Crise desencadeada por mudanças econômicas em El Porvenir, no México, provoca crescimento exponencial do cultivo de coca na região.

…chamou a atenção”. O desembarque de cientistas da organização colombiana International Center for Tropical Agriculture (CIAT) no estado deixa claro que a situação preocupa. O grupo, especializado em investigar amostras de solos e clima, está aconselhando o governo mexicano a monitorar as áreas onde a coca foi encontrada, a fim de prevenir uma expansão descontrolada. As autoridades locais também estão alertas. “Quando vemos de perto o que está acontecendo com territórios longínquos, sabemos que, dentro de dois anos, a produção pode se multiplicar incontrolavelmente”, diz Reynoso. “É a lógica dos cultivos ilícitos: vêm um dia, vão embora e nunca mais voltam.”

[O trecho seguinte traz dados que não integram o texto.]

//! Host introspection for build tuning.
//!
//! Compiles of Quickshell and the shell are the memory-hungry part of the
//! install; low-RAM machines (small VMs especially) get their parallelism
//! capped, and failed builds are checked for OOM-killer evidence.

use std::fs;

use crate::logfile::LogFile;
use crate::runner;
use crate::ui;

const MEMINFO_PATH: &str = "/proc/meminfo";

/// Fallback when /proc/meminfo is unreadable, in KB (~8GB).
const DEFAULT_MEM_KB: u64 = 8_000_000;

/// Suggested `--parallel` limit for builds. `None` means let the build tool
/// use every core.
pub fn build_jobs(log: &mut LogFile) -> Option<u32> {
    let mem_kb = fs::read_to_string(MEMINFO_PATH)
        .ok()
        .and_then(|content| parse_mem_total_kb(&content))
        .unwrap_or(DEFAULT_MEM_KB);

    let jobs = jobs_for_mem_kb(mem_kb);
    match jobs {
        Some(1) => {
            ui::warn("Less than 2GB of RAM detected, building single-threaded");
            log.line(&format!("MemTotal {mem_kb} KB, limiting build to 1 job"));
        }
        Some(n) => {
            log.line(&format!("MemTotal {mem_kb} KB, limiting build to {n} jobs"));
        }
        None => {}
    }
    jobs
}

/// `MemTotal:` value from /proc/meminfo content, in KB.
fn parse_mem_total_kb(meminfo: &str) -> Option<u64> {
    meminfo
        .lines()
        .find(|l| l.starts_with("MemTotal:"))?
        .split_whitespace()
        .nth(1)?
        .parse()
        .ok()
}

fn jobs_for_mem_kb(mem_kb: u64) -> Option<u32> {
    if mem_kb < 2_000_000 {
        Some(1)
    } else if mem_kb < 4_000_000 {
        Some(2)
    } else {
        None
    }
}

/// After a failed build, scan the kernel log for OOM-killer evidence and
/// print a hint when found.
pub fn check_oom(log: &mut LogFile) {
    let Ok(out) = runner::capture(log, "dmesg", &[]) else {
        return;
    };
    if oom_evidence(&out.stdout) {
        ui::warn("The kernel OOM-killer fired during the build");
        ui::dim("Try increasing VM RAM to at least 4GB, or set build.jobs = 1 in the config");
        log.line("OOM-killer evidence found in dmesg");
    }
}

fn oom_evidence(dmesg: &str) -> bool {
    dmesg.contains("Out of memory")
        || dmesg.contains("out of memory")
        || dmesg.contains("OOM-killer")
        || dmesg.contains("oom-kill")
        || dmesg.contains("Killed process")
}

// ============================================================================
// Tests
// ============================================================================

#[cfg(test)]
mod tests {
    use super::*;

    const SAMPLE_MEMINFO: &str = "MemTotal:       16384000 kB\n\
                                  MemFree:         8192000 kB\n\
                                  MemAvailable:   12288000 kB\n";

    #[test]
    fn test_parse_mem_total() {
        assert_eq!(parse_mem_total_kb(SAMPLE_MEMINFO), Some(16_384_000));
    }

    #[test]
    fn test_parse_mem_total_missing() {
        assert_eq!(parse_mem_total_kb("MemFree: 100 kB\n"), None);
        assert_eq!(parse_mem_total_kb(""), None);
    }

    #[test]
    fn test_job_limits_by_memory() {
        assert_eq!(jobs_for_mem_kb(1_000_000), Some(1));
        assert_eq!(jobs_for_mem_kb(1_999_999), Some(1));
        assert_eq!(jobs_for_mem_kb(2_000_000), Some(2));
        assert_eq!(jobs_for_mem_kb(3_500_000), Some(2));
        assert_eq!(jobs_for_mem_kb(4_000_000), None);
        assert_eq!(jobs_for_mem_kb(16_384_000), None);
    }

    #[test]
    fn test_oom_evidence_markers() {
        assert!(oom_evidence("[123.456] Out of memory: Killed process 4321 (cc1plus)"));
        assert!(oom_evidence("invoked oom-killer: gfp_mask=0x100cca"));
        assert!(oom_evidence("Killed process 999 (ninja)"));
        assert!(!oom_evidence("[0.000] Linux version 6.8.0"));
        assert!(!oom_evidence(""));
    }
}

A transformação recente no México, o segundo maior parceiro comercial dos Estados Unidos, testemunha um fenômeno colossal. O país passou de importador de drogas – principalmente cocaína e heroína – a produtor, uma tendência que acompanha paraísos agrários em toda a América Latina. Um documento vazado da Polícia Nacional Civil da Guatemala revela que 112 laboratórios de cocaína foram detectados no país entre 2018 e o final de 2022. “Estamos vendo histórias semelhantes de plantações de coca em zonas de reservas e comunidades rurais remanescentes”, afirma Celso Conde, porta-voz do Escritório das Nações Unidas sobre Drogas e Crime (Unodc) na Guatemala. Essa transformação, contudo, é mais aguda no México, onde, segundo especialistas, os organizadores de guerrilhas de fábricas forjaram conveniências estratégicas com criminosos assemelhados a cartéis.

Autoridades mexicanas relatam uma presença crescente das comunidades maoístas, ecologistas e de direitos humanos lideradas pelo subcomandante Marcos e pelo Exército Zapatista de Libertação Nacional (EZLN) nos estados de Guerrero, Michoacán e Chiapas. Para analisar as implicações desse fenômeno, a OCCRP fez solicitações de liberdade de informação aos governos dos Estados Unidos e do México sobre possíveis conexões entre o EZLN e membros de cartéis.

Em 1994, o EZLN liderou um levante armado no estado de Chiapas, no extremo sul do México, contra o Partido Revolucionário Institucional (PRI), no poder, reivindicando direitos de território para indígenas. Em anos recentes, porém, as tensões se intensificaram, à medida que paz rebelde foi rompida violentamente contra vários supostos membros de cartéis. A inconciliabilidade do EZLN foi desencadeada pelo abandono da esquerda institucional do país, que forçou os zapatistas a cortejar outros aliados.

O governo de Chiapas, liderado por Rutilio Escandón Cadenas, do partido de esquerda Morena, delineou estratégias de militarização e retumbância contra os quais acusou o EZLN, orgulhoso de fundar comunidades de autodefesa. Aníbal Cújar, pesquisador do Centro de Investigaciones Económicas y Políticas de Acción Comunitaria (CIEPAC), um think tank com sede em San Cristóbal de las Casas, afirma contar que as tensões “são protagonizadas por estatais pronto implementados e narcocapacidades nunca antes vista. Se as comunas de auto-ajuda não se impuserem, veremos o EZLN alistando para os cartéis, dos quais necessitarão para sua disputa serrana.

Para o subsecretário Alejandro Encinas remarca que a resposta deve ser planejada com foco no desenvolvimento, a exemplo do Programa Sembrando Vidas. “Com o plantio de árvores frutíferas e medicinais, o programa reduz o risco de cultivos ilícitos. A cultura dura ano a ano até que esteja plenamente eliminada”, afirmou Encinas. O líder comunitário Arturo García Jiménez, contudo, duvida da eficácia do programa. “Nossa comunidade não se desenvolveu nem tiveram oportunidades. Por isso vemos os jovens buscando a plantação de coca. Eles não têm escolha”, afirma García.

FOTOS
Matheus Lenharo / NarcoFiles
O vilarejo de El Porvenir, no México, passou de produtor de café para reduto do novo tráfico de cocaína (acima); moradores de El Porvenir são coagidos a plantar coca por grupos criminosos (abaixo).

Data, número, créditos; Vetor
A transformação do México de importador a produtor de cocaína é um fenômeno que acompanha paraísos agrários em toda a América Latina. Efeitos colaterais como crescimento do EZLN são preocupantes.

ÁUDIO
Eduardo Jair Medina, policial mexicano, conta como as políticas de plantío compensado são vistas em campo.
Arturo García Jiménez, líder comunitário de El Porvenir, explica como ele e sua comunidade têm lidado com a pressão para plantar cocaína.